Potrawę zdejmujemy z ognia zanim jajka się zetną. Doprawiamy jeszcze raz do smaku solą i pieprzem i posypujemy pokrojoną na drobno natką pietruszki.

* jeżeli nie uda nam się zdobyć chipsów ziemniaczanych ,możemy zrobić je sami:
Ziemniaki obieramy i dokładnie myjemy. Następnie kroimy je na słupeczki - jak najdrobniej potrafimy. Takie malutkie słupeczki smażymy na oleju przez około 15 minut

Smacznego :)






Klasyczne magdalenki

Magdalenki.... urok dzieciństwa. Od dawna szukałam przepisu, który pozwoliłby mi na odtworzenie dokładnie takiego smaku, jaki pamiętam z dawnych lat. I wiecie co? Chyba naprawdę się udało :)

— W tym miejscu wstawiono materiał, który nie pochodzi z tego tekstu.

mod helpers;

use std::sync::atomic::Ordering;
use std::sync::Arc;

use helpers::{
    dairy_records, low_stock_tool, pipeline_with, pipeline_with_config, products_tool,
    sales_tool, tool, FakeModel, FakeSearch, FakeTransport,
};
use serde_json::json;
use stocktalk::config::StocktalkConfig;
use stocktalk::format::viz::ChartType;
use stocktalk::types::FormattedResponse;

#[tokio::test]
async fn dairy_scenario_end_to_end() {
    let search = Arc::new(FakeSearch::new(vec![
        low_stock_tool(),
        products_tool(),
        sales_tool(),
    ]));
    let model = Arc::new(FakeModel::native(
        "search",
        json!({"query": "dairy products low stock"}),
    ));
    let transport = Arc::new(FakeTransport::ok(json!({
        "success": true,
        "data": dairy_records(),
        "count": 3
    })));

    let pipeline = pipeline_with(search, model, transport.clone());
    let reply = pipeline
        .answer(
            "Show me all dairy products from Fresh Dairy Co. under 30 units in stock",
            &[],
            "session-1",
        )
        .await;

    // Category support beats the low-stock tool that appears first.
    assert_eq!(reply.tool_name.as_deref(), Some("GetProducts"));

    let params = transport.call_params(0);
    assert_eq!(params.get("category"), Some(&json!("Dairy")));
    assert_eq!(params.get("supplier"), Some(&json!("Fresh Dairy Co.")));
    assert_eq!(params.get("threshold"), Some(&json!(30)));
    assert!(
        !params.contains_key("startDate"),
        "inventory tools get no injected date range"
    );
    assert!(
        !params.contains_key("query"),
        "transport keys never reach the tool"
    );

    match &reply.response {
        FormattedResponse::Table {
            table_data: Some(rows),
            summary,
            ..
        } => {
            assert_eq!(rows.len(), 3);
            assert!(summary.contains("3 record(s)"));
        }
        other => panic!("expected detail table, got {other:?}"),
    }

    assert!(
        !reply.chart.show_chart,
        "a plain listing never grows a chart"
    );
}

#[tokio::test]
async fn revenue_summary_collapses_to_aggregate() {
    let search = Arc::new(FakeSearch::new(vec![sales_tool()]));
    let model = Arc::new(FakeModel::text_reply("Looking at your sales now."));
    let transport = Arc::new(FakeTransport::ok(json!({
        "success": true,
        "data": [
            {"date": "2024-03-10", "total": 120.0, "product": "Milk"},
            {"date": "2024-03-12", "total": 80.0, "product": "Butter"}
        ]
    })));

    let pipeline = pipeline_with(search, model, transport.clone());
    let reply = pipeline
        .answer("what was our total revenue last week", &[], "session-2")
        .await;

    assert_eq!(reply.tool_name.as_deref(), Some("GetSalesData"));

    // "last week" became an explicit window, so no silent default applies.
    let params = transport.call_params(0);
    assert!(params.contains_key("startDate"));
    assert!(params.contains_key("endDate"));

    match &reply.response {
        FormattedResponse::Table {
            table_data,
            summary,
            ..
        } => {
            assert!(table_data.is_none(), "summary mode carries no rows");
            assert!(summary.contains("$200.00"));
        }
        other => panic!("expected aggregate summary, got {other:?}"),
    }
}

#[tokio::test]
async fn sales_tool_gets_default_date_range() {
    let search = Arc::new(FakeSearch::new(vec![sales_tool()]));
    let model = Arc::new(FakeModel::text_reply("Fetching sales."));
    let transport = Arc::new(FakeTransport::ok(json!({
        "success": true,
        "data": [{"date": "2024-03-01", "total": 10.0}]
    })));

    let pipeline = pipeline_with(search, model, transport.clone());
    let reply = pipeline
        .answer("show me each sales transaction", &[], "session-3")
        .await;

    let params = transport.call_params(0);
    assert!(
        params.contains_key("startDate") && params.contains_key("endDate"),
        "sales tools imply a trailing window"
    );

    match &reply.response {
        FormattedResponse::Table { summary, .. } => {
            assert!(
                summary.contains("defaulted"),
                "silent defaults are disclosed: {summary}"
            );
        }
        other => panic!("expected table, got {other:?}"),
    }
}

#[tokio::test]
async fn schema_question_skips_model_and_tools() {
    let search = Arc::new(FakeSearch::new(vec![products_tool()]));
    let model = Arc::new(FakeModel::text_reply("should never be called"));
    let transport = Arc::new(FakeTransport::ok(json!({})));

    let pipeline = pipeline_with(search.clone(), model.clone(), transport.clone());
    let reply = pipeline
        .answer("what tools do you have", &[], "session-4")
        .await;

    assert_eq!(model.calls.load(Ordering::SeqCst), 0);
    assert_eq!(transport.call_count(), 0);

    match &reply.response {
        FormattedResponse::Text { text } => {
            assert!(text.contains("GetProducts"));
        }
        other => panic!("expected capability text, got {other:?}"),
    }
}

#[tokio::test]
async fn repeated_question_hits_the_cache() {
    let search = Arc::new(FakeSearch::new(vec![products_tool()]));
    let model = Arc::new(FakeModel::native("search", json!({"query": "inventory"})));
    let transport = Arc::new(FakeTransport::ok(json!({
        "success": true,
        "data": dairy_records()
    })));

    let pipeline = pipeline_with(search.clone(), model, transport.clone());
    let question = "show me all dairy products in stock";

    let first = pipeline.answer(question, &[], "session-5").await;
    let second = pipeline.answer(question, &[], "session-5").await;

    assert_eq!(transport.call_count(), 1, "second answer is served cached");
    assert_eq!(first.response, second.response);
    assert!(pipeline.cache_stats().hits >= 1);
}

#[tokio::test]
async fn http_error_degrades_to_text() {
    let search = Arc::new(FakeSearch::new(vec![products_tool()]));
    let model = Arc::new(FakeModel::native("search", json!({"query": "inventory"})));
    let transport = Arc::new(FakeTransport::with_status(500, json!({"oops": true})));

    let pipeline = pipeline_with(search, model, transport.clone());
    let reply = pipeline
        .answer("show me all products in inventory", &[], "session-6")
        .await;

    match &reply.response {
        FormattedResponse::Text { text } => {
            assert!(text.contains("HTTP 500"), "got: {text}");
        }
        other => panic!("expected error text, got {other:?}"),
    }

    // Failures are never cached; a retry calls the transport again.
    pipeline
        .answer("show me all products in inventory", &[], "session-6")
        .await;
    assert_eq!(transport.call_count(), 2);
}

#[tokio::test]
async fn no_candidates_falls_back_to_model_reply() {
    let search = Arc::new(FakeSearch::new(Vec::new()));
    let model = Arc::new(FakeModel::text_reply(
        "I can answer questions about inventory, sales, and suppliers.",
    ));
    let transport = Arc::new(FakeTransport::ok(json!({})));

    let pipeline = pipeline_with(search, model, transport.clone());
    let reply = pipeline.answer("tell me a joke", &[], "session-7").await;

    assert!(reply.tool_name.is_none());
    assert_eq!(transport.call_count(), 0);
    match &reply.response {
        FormattedResponse::Text { text } => {
            assert!(text.contains("inventory, sales, and suppliers"));
        }
        other => panic!("expected conversational text, got {other:?}"),
    }
}

#[tokio::test]
async fn nested_bare_array_payload_renders_as_document() {
    let search = Arc::new(FakeSearch::new(vec![products_tool()]));
    let model = Arc::new(FakeModel::native(
        "search",
        json!({"query": "supplier contracts"}),
    ));
    // A bare array (no envelope) of records nested three levels deep.
    let transport = Arc::new(FakeTransport::ok(json!([
        {
            "supplier": {
                "name": "Fresh Dairy Co.",
                "contacts": [{"role": "sales", "phone": "+31 20 555 0101"}]
            },
            "terms": {"payment": {"net_days": 30, "discount": {"pct": 2}}}
        }
    ])));

    let pipeline = pipeline_with(search, model, transport.clone());
    let reply = pipeline
        .answer("show supplier contract terms", &[], "session-9")
        .await;

    assert!(
        matches!(reply.response, FormattedResponse::Document { .. }),
        "deeply nested records must stay inspectable, got {:?}",
        reply.response
    );
    assert!(!reply.chart.show_chart);
}

#[tokio::test]
async fn detailed_logging_leaves_the_answer_unchanged() {
    let search = Arc::new(FakeSearch::new(vec![products_tool()]));
    let model = Arc::new(FakeModel::native("search", json!({"query": "dairy"})));
    let transport = Arc::new(FakeTransport::ok(json!({
        "success": true,
        "data": dairy_records()
    })));

    let mut config = StocktalkConfig::default();
    config.pipeline.detailed_logging = true;

    let pipeline = pipeline_with_config(search, model, transport.clone(), config);
    let reply = pipeline
        .answer("show me all dairy products", &[], "session-10")
        .await;

    assert_eq!(reply.tool_name.as_deref(), Some("GetProducts"));
    assert_eq!(transport.call_count(), 1);
    assert!(matches!(
        reply.response,
        FormattedResponse::Table { table_data: Some(_), .. }
    ));
}

#[tokio::test]
async fn chart_request_produces_chart_metadata() {
    let search = Arc::new(FakeSearch::new(vec![tool(
        "GetSalesByCategory",
        "Revenue grouped by category",
        "startDate: string, endDate: string",
    )]));
    let model = Arc::new(FakeModel::text_reply("Charting sales."));
    let transport = Arc::new(FakeTransport::ok(json!({
        "success": true,
        "data": [
            {"category": "Dairy", "revenue": 100.0},
            {"category": "Meat", "revenue": 200.0},
            {"category": "Bakery", "revenue": 50.0}
        ]
    })));

    let pipeline = pipeline_with(search, model, transport.clone());
    let reply = pipeline
        .answer("revenue by category as a pie chart", &[], "session-8")
        .await;

    assert!(reply.chart.show_chart);
    assert_eq!(reply.chart.chart_type, ChartType::Pie);
    assert!(!reply.chart.title.is_empty());
}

Pichcąc słuchałam: Seafret "OCEANS"

Składniki (ok 15 magdalenek):
3/4 szklanki mąki pszennej
1/2 łyżeczki proszku do pieczenia
2 jajka
1/2 szklanki cukru
skórka starta z 1 małej cytryny (lub skórka starta z 3/4 cytryny standardowych rozmiarów)
2 łyżeczki cukru waniliowego
1 łyżeczka aromatu waniliowego
80 g masła
masło do wysmarowania foremki
mąka do oprószenia foremki

To będzie łatwa robota: mąkę przesiewamy do miski i mieszamy z proszkiem do pieczenia. W osobnej misce jajka ubijamy z cukrem, skórką cytrynową, cukrem waniliowym i aromatem na jednolitą masę. Masa powinna być jasna i dość puszysta. Dodajemy mąkę i wszystko mieszamy - tym razem już łyżką. Następnie na patelni roztapiamy masło, studzimy i dodajemy do masy.  Znów mieszamy, aż wszystkie składniki się połączą. 
Miskę przykrywamy folią i wstawiamy do lodówki na 3 godziny.

Po tym czasie, nagrzewamy piekarnik do 200 stopni.
Foremkę do magdalenek smarujemy masłem i oprószamy mąką. Nadmiar mąki strzepujemy. Zagłębienia w foremce napełniamy łyżką ciasta. 
Magdalenki pieczemy przez 13 minut (można wydłużyć o 2 minuty, jeśli jest taka potrzeba, generalnie jednak powinny być dość jasne).